You might be surprised to learn that gtkmm doesn't use std::string in its interfaces. Instead it uses Glib::ustring, which is so similar and unobtrusive that you could actually pretend that each Glib::ustring is a std::string and ignore the rest of this section. But read on if you want to use languages other than English in your application.
std::string uses 8 bits per character, but 8 bits aren't enough to encode languages such as Arabic, Chinese, and Japanese. Although the encodings for these languages have been specified by the Unicode Consortium, the C and C++ languages do not yet provide any standardised Unicode support for UTF-8 encoding. GTK and GNOME chose to implement Unicode using UTF-8, and that's what is wrapped by Glib::ustring. It provides almost exactly the same interface as std::string, along with automatic conversions to and from std::string.

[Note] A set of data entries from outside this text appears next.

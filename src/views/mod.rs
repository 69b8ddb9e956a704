//! Fetch-on-load views around the application façade.

pub mod contact;
pub mod detail;
pub mod featured;
pub mod listing;
pub mod render;

pub use contact::ContactForm;
pub use detail::DetailView;
pub use featured::FeaturedView;
pub use listing::ListingView;

/// Route of the listing page, target of every "back" link
pub const LISTING_ROUTE: &str = "/";

/// Outcome of a view's initial load
#[derive(Debug, Clone, PartialEq)]
pub enum ViewState<T> {
    Ready(T),
    Failed(String),
}

impl<T> ViewState<T> {
    pub fn ready(&self) -> Option<&T> {
        match self {
            ViewState::Ready(value) => Some(value),
            _ => None,
        }
    }

    pub fn error(&self) -> Option<&str> {
        match self {
            ViewState::Failed(message) => Some(message),
            _ => None,
        }
    }
}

One of the benefits of UTF-8 is that you don't need to use it unless you want to, so you don't need to retrofit all of your code at once. std::string will still work for 7-bit ASCII strings. But when you try to localize your application for languages like Chinese, for instance, you will start to see strange errors, and possible crashes. Then all you need to do is start using Glib::ustring instead.
Note that UTF-8 isn't compatible with 8-bit encodings like ISO-8859-1. For instance, German umlauts are not in the ASCII range and need more than 1 byte in the UTF-8 encoding. If your code contains 8-bit string literals, you have to convert them to UTF-8 (e.g. the Bavarian greeting "Grüß Gott" would be "Gr\xC3\xBC\xC3\x9F Gott").
You should avoid C-style pointer arithmetic, and functions such as strlen(). In UTF-8, each character might need anywhere from 1 to 6 bytes, so it's not possible to assume that the next byte is another character. Glib::ustring worries about the details of this for you so you can use methods such as Glib::ustring::substr() while still thinking in terms of characters instead of bytes.
Unlike the Windows UCS-2 Unicode solution, this does not require any special compiler options to process string literals, and it does not result in Unicode executables and libraries which are incompatible with ASCII ones.
See the Internationalization section for information about providing the UTF-8 string literals.